With this new possibility, glazing firms have changed from simple construction businesses to pioneers of architectural design, and have been able to focus on innovation – from creating curved glass panels, to designing state of the art glazed atrium roofs.
Cutting-edge and modern glazing
In the modern world, glass isn’t just used for simple windows. Glaziers are still finding new ways to use glass as a raw construction material, as techniques for glass toughening develop. This coupled with all kinds of other innovations mean that the cutting edge of glass technology has become quite something to behold.
Possibly the most significant development in the last few decades has been the evolution of ‘architectural glazing’ – which involves using glass not as a way to enhance a building, but as an integral part of the architecture and design. Incredible glazed constructions, such as London’s now-iconic Shard or the instantly recognisable pyramid in front of the Louvre in Paris, are now viable. It’s particularly exciting that the techniques used to create such structures have become increasingly accessible, and can now be applied to home renovations too.

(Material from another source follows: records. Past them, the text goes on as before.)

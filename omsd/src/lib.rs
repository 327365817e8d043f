//! OMS Daemon Library
//!
//! Runtime for the order management service.
//!
//! # Architecture
//!
//! ```text
//! HTTP client → API Server → Order Workflow → Product Catalog (REST)
//!                                           → Order Store (memory | Postgres)
//! ```
//!
//! # Components
//!
//! - **Daemon**: runtime wiring and server lifecycle
//! - **API**: HTTP endpoints for order operations and health
//! - **Config**: environment-based configuration
//!
//! # Example
//!
//! ```rust,ignore
//! use omsd::{Config, Daemon};
//!
//! #[tokio::main]
//! async fn main() {
//!     let config = Config::from_env().expect("Failed to load config");
//!     let daemon = Daemon::new_memory(config);
//!     daemon.run().await.expect("Daemon error");
//! }
//! ```

#![warn(clippy::all)]

pub mod api;
pub mod config;
pub mod daemon;
pub mod error;

#[cfg(feature = "postgres")]
pub mod db;

// Re-exports for convenience
pub use config::{ApiConfig, Config, Environment, ProductServiceConfig, StoreConfig};
pub use daemon::Daemon;
pub use error::{DaemonError, DaemonResult};
//! In-memory store implementation
//!
//! A plain key-value table used for testing and development without a
//! database. Thread-safe using RwLock for concurrent access; concurrent
//! status updates resolve last-write-wins under the write lock.

use crate::error::StoreError;
use crate::repository::OrderStore;
use async_trait::async_trait;
use oms_domain::{Order, OrderId, OrderStatus};
use std::collections::HashMap;
use std::sync::RwLock;

/// In-memory order store
pub struct MemoryOrderStore {
    orders: RwLock<HashMap<OrderId, Order>>,
}

impl MemoryOrderStore {
    /// Create a new empty in-memory store
    pub fn new() -> Self {
        Self { orders: RwLock::new(HashMap::new()) }
    }

    /// Get the number of stored orders
    pub fn order_count(&self) -> usize {
        self.orders.read().unwrap().len()
    }

    /// Clear all data (useful for test setup)
    pub fn clear(&self) {
        self.orders.write().unwrap().clear();
    }
}

impl Default for MemoryOrderStore {
    fn default() -> Self {
        Self::new()
    }
}

#[async_trait]
impl OrderStore for MemoryOrderStore {
    async fn create(&self, order: &Order) -> Result<Order, StoreError> {
        let mut orders = self.orders.write().unwrap();
        orders.insert(order.order_id, order.clone());
        Ok(order.clone())
    }

    async fn find_by_id(&self, id: OrderId) -> Result<Option<Order>, StoreError> {
        let orders = self.orders.read().unwrap();
        Ok(orders.get(&id).cloned())
    }

    async fn find_all(&self) -> Result<Vec<Order>, StoreError> {
        let orders = self.orders.read().unwrap();
        Ok(orders.values().cloned().collect())
    }

    async fn update_status(
        &self,
        id: OrderId,
        status: OrderStatus,
    ) -> Result<Option<Order>, StoreError> {
        let mut orders = self.orders.write().unwrap();
        match orders.get_mut(&id) {
            Some(order) => {
                order.set_status(status);
                Ok(Some(order.clone()))
            },
            None => Ok(None),
        }
    }
}

// =============================================================================
// Tests
// =============================================================================

#[cfg(test)]
mod tests {
    use super::*;
    use oms_domain::{LineItem, Price, Quantity};
    use rust_decimal_macros::dec;
    use uuid::Uuid;

    fn create_test_order() -> Order {
        let items = vec![
            LineItem {
                product_id: "p-1".to_string(),
                name: "Margherita".to_string(),
                price: Price::new(dec!(25)).unwrap(),
                description: "Tomato and mozzarella".to_string(),
                category: "Food".to_string(),
                quantity: Quantity::new(2).unwrap(),
            },
            LineItem {
                product_id: "p-2".to_string(),
                name: "Lemonade".to_string(),
                price: Price::new(dec!(4.5)).unwrap(),
                description: "Fresh squeezed".to_string(),
                category: "Beverage".to_string(),
                quantity: Quantity::new(1).unwrap(),
            },
        ];
        Order::new(Some("customer-1".to_string()), items)
    }

    #[tokio::test]
    async fn test_create_and_find() {
        let store = MemoryOrderStore::new();
        let order = create_test_order();
        let id = order.order_id;

        store.create(&order).await.unwrap();

        let found = store.find_by_id(id).await.unwrap();
        assert!(found.is_some());
        assert_eq!(found.unwrap().order_id, id);
    }

    #[tokio::test]
    async fn test_create_returns_stored_record() {
        let store = MemoryOrderStore::new();
        let order = create_test_order();

        let stored = store.create(&order).await.unwrap();

        assert_eq!(stored.order_id, order.order_id);
        assert_eq!(stored.total_price, dec!(54.5));
        assert_eq!(stored.items.len(), 2);
        assert_eq!(stored.status, OrderStatus::Pending);
    }

    #[tokio::test]
    async fn test_find_by_id_missing_returns_none() {
        let store = MemoryOrderStore::new();
        let found = store.find_by_id(Uuid::now_v7()).await.unwrap();
        assert!(found.is_none());
    }

    #[tokio::test]
    async fn test_find_all_empty() {
        let store = MemoryOrderStore::new();
        let all = store.find_all().await.unwrap();
        assert!(all.is_empty());
    }

    #[tokio::test]
    async fn test_find_all_returns_every_order() {
        let store = MemoryOrderStore::new();

        store.create(&create_test_order()).await.unwrap();
        store.create(&create_test_order()).await.unwrap();
        store.create(&create_test_order()).await.unwrap();

        let all = store.find_all().await.unwrap();
        assert_eq!(all.len(), 3);
        assert_eq!(store.order_count(), 3);
    }

    #[tokio::test]
    async fn test_update_status() {
        let store = MemoryOrderStore::new();
        let order = create_test_order();
        let id = order.order_id;
        store.create(&order).await.unwrap();

        std::thread::sleep(std::time::Duration::from_millis(2));
        let updated = store.update_status(id, OrderStatus::Preparing).await.unwrap();

        let updated = updated.expect("order should exist");
        assert_eq!(updated.status, OrderStatus::Preparing);
        assert!(updated.updated_at > order.updated_at);
        // Creation data is untouched
        assert_eq!(updated.total_price, order.total_price);
        assert_eq!(updated.items.len(), order.items.len());
        assert_eq!(updated.created_at, order.created_at);
    }

    #[tokio::test]
    async fn test_update_status_missing_returns_none() {
        let store = MemoryOrderStore::new();
        let result = store.update_status(Uuid::now_v7(), OrderStatus::Cancelled).await.unwrap();
        assert!(result.is_none());
    }

    #[tokio::test]
    async fn test_clear() {
        let store = MemoryOrderStore::new();
        store.create(&create_test_order()).await.unwrap();
        assert_eq!(store.order_count(), 1);

        store.clear();
        assert_eq!(store.order_count(), 0);
    }
}
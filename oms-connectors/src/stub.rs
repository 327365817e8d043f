//! Stub catalog for testing.
//!
//! In-memory product catalog with controllable failures. Used by workflow
//! and API tests that need product lookups without a running product service.

use async_trait::async_trait;
use std::collections::HashMap;
use std::sync::RwLock;
use tracing::debug;

use crate::catalog::{ProductCatalog, ProductDetails};
use crate::error::LookupError;

/// In-memory catalog stub.
pub struct StubCatalog {
    /// Known products keyed by product ID
    products: RwLock<HashMap<String, ProductDetails>>,
    /// If true, the next lookup fails with a simulated transport error
    fail_next: RwLock<bool>,
}

impl StubCatalog {
    /// Create an empty stub catalog.
    pub fn new() -> Self {
        Self {
            products: RwLock::new(HashMap::new()),
            fail_next: RwLock::new(false),
        }
    }

    /// Register a product under the given ID.
    pub fn insert(&self, product_id: impl Into<String>, details: ProductDetails) {
        self.products.write().unwrap().insert(product_id.into(), details);
    }

    /// Make the next lookup fail with a transport error.
    pub fn set_fail_next(&self, fail: bool) {
        *self.fail_next.write().unwrap() = fail;
    }

    /// Check and reset the failure flag.
    fn should_fail(&self) -> bool {
        let mut flag = self.fail_next.write().unwrap();
        let fail = *flag;
        *flag = false;
        fail
    }
}

impl Default for StubCatalog {
    fn default() -> Self {
        Self::new()
    }
}

#[async_trait]
impl ProductCatalog for StubCatalog {
    async fn fetch_product(&self, product_id: &str) -> Result<ProductDetails, LookupError> {
        if self.should_fail() {
            debug!(product_id, "stub catalog simulating lookup failure");
            return Err(LookupError::RequestFailed(
                "Simulated catalog failure".to_string(),
            ));
        }

        self.products
            .read()
            .unwrap()
            .get(product_id)
            .cloned()
            .ok_or_else(|| LookupError::NotFound { product_id: product_id.to_string() })
    }
}

// =============================================================================
// Tests
// =============================================================================

#[cfg(test)]
mod tests {
    use super::*;
    use oms_domain::Price;
    use rust_decimal_macros::dec;

    fn margherita() -> ProductDetails {
        ProductDetails {
            name: "Margherita".to_string(),
            price: Price::new(dec!(25)).unwrap(),
            description: "Tomato and mozzarella".to_string(),
            category: "Food".to_string(),
        }
    }

    #[tokio::test]
    async fn test_returns_inserted_product() {
        let catalog = StubCatalog::new();
        catalog.insert("pizza-1", margherita());

        let details = catalog.fetch_product("pizza-1").await.unwrap();
        assert_eq!(details.name, "Margherita");
        assert_eq!(details.price.as_decimal(), dec!(25));
    }

    #[tokio::test]
    async fn test_unknown_product_not_found() {
        let catalog = StubCatalog::new();

        let result = catalog.fetch_product("nope").await;
        assert!(matches!(
            result,
            Err(LookupError::NotFound { product_id }) if product_id == "nope"
        ));
    }

    #[tokio::test]
    async fn test_simulated_failure_resets() {
        let catalog = StubCatalog::new();
        catalog.insert("pizza-1", margherita());
        catalog.set_fail_next(true);

        let first = catalog.fetch_product("pizza-1").await;
        assert!(matches!(first, Err(LookupError::RequestFailed(_))));

        // Flag resets after one failure
        let second = catalog.fetch_product("pizza-1").await;
        assert!(second.is_ok());
    }
}
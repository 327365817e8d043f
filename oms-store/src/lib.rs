//! OMS Storage Layer
//!
//! Provides persistence for orders behind a single storage port.
//!
//! # Architecture
//!
//! - **`OrderStore` trait**: defines the storage interface (port)
//! - **In-memory store**: key-value table for tests and development
//! - **PostgreSQL store**: production implementation (feature `postgres`)
//!
//! # Usage
//!
//! ```rust
//! use oms_store::{MemoryOrderStore, OrderStore};
//! use oms_domain::{LineItem, Order, Price, Quantity};
//! use rust_decimal_macros::dec;
//!
//! #[tokio::main]
//! async fn main() {
//!     let store = MemoryOrderStore::new();
//!
//!     let items = vec![LineItem {
//!         product_id: "p-1".to_string(),
//!         name: "Margherita".to_string(),
//!         price: Price::new(dec!(25)).unwrap(),
//!         description: "Tomato and mozzarella".to_string(),
//!         category: "Food".to_string(),
//!         quantity: Quantity::new(2).unwrap(),
//!     }];
//!     let order = Order::new(Some("customer-1".to_string()), items);
//!     let stored = store.create(&order).await.unwrap();
//!
//!     println!("Order total: {}", stored.total_price);
//! }
//! ```

#![warn(clippy::all)]

// Modules
mod error;
mod memory;
#[cfg(feature = "postgres")]
mod postgres;
mod repository;

// Re-exports
pub use error::StoreError;
pub use memory::MemoryOrderStore;
#[cfg(feature = "postgres")]
pub use postgres::PgOrderStore;
pub use repository::OrderStore;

Other developments have led to glass that is in itself innovative. Glass panels that are imbued with new features, such as heat-resistant glass, switchable glass (panels that can change opacity at the press of a button, via an electric current) and laminated glass that doesn’t shatter when broken have opened the door to a new era of architecture.
What does this all mean?
The key takeaway from understanding the development of glass throughout history is that we’ve gone from creating what we can with the materials we have, to a period of glass construction in which what can be achieved is only inhibited by imagination. Glass is no longer simply a tool for letting in light; it’s become a viable tool in the construction of homes, buildings, and other designs.
Possibly the most exciting thing is that this is being tailored to the specific needs and expectations of people living and working today. Offices are being designed with enough glazing to ensure plenty of natural light (which has been found to boost productivity). Homeowners are being offered glass solutions that don’t just look great, but are designed to reduce energy bills and improve insulation. As our lifestyles change, and more people work remotely, glaziers are designing things like glass offices for people’s homes.
As we move into a new age of architectural consciousness, in which emphasis is being placed on wellness design and ‘green’ buildings, glass is at the heart of new developments. From ‘living skyscrapers’ to the first all-glass living environment constructed to study the effects of natural light on sleep, glass has gone from a primitive and difficult-to-use material, to an integral part of the society we’re building.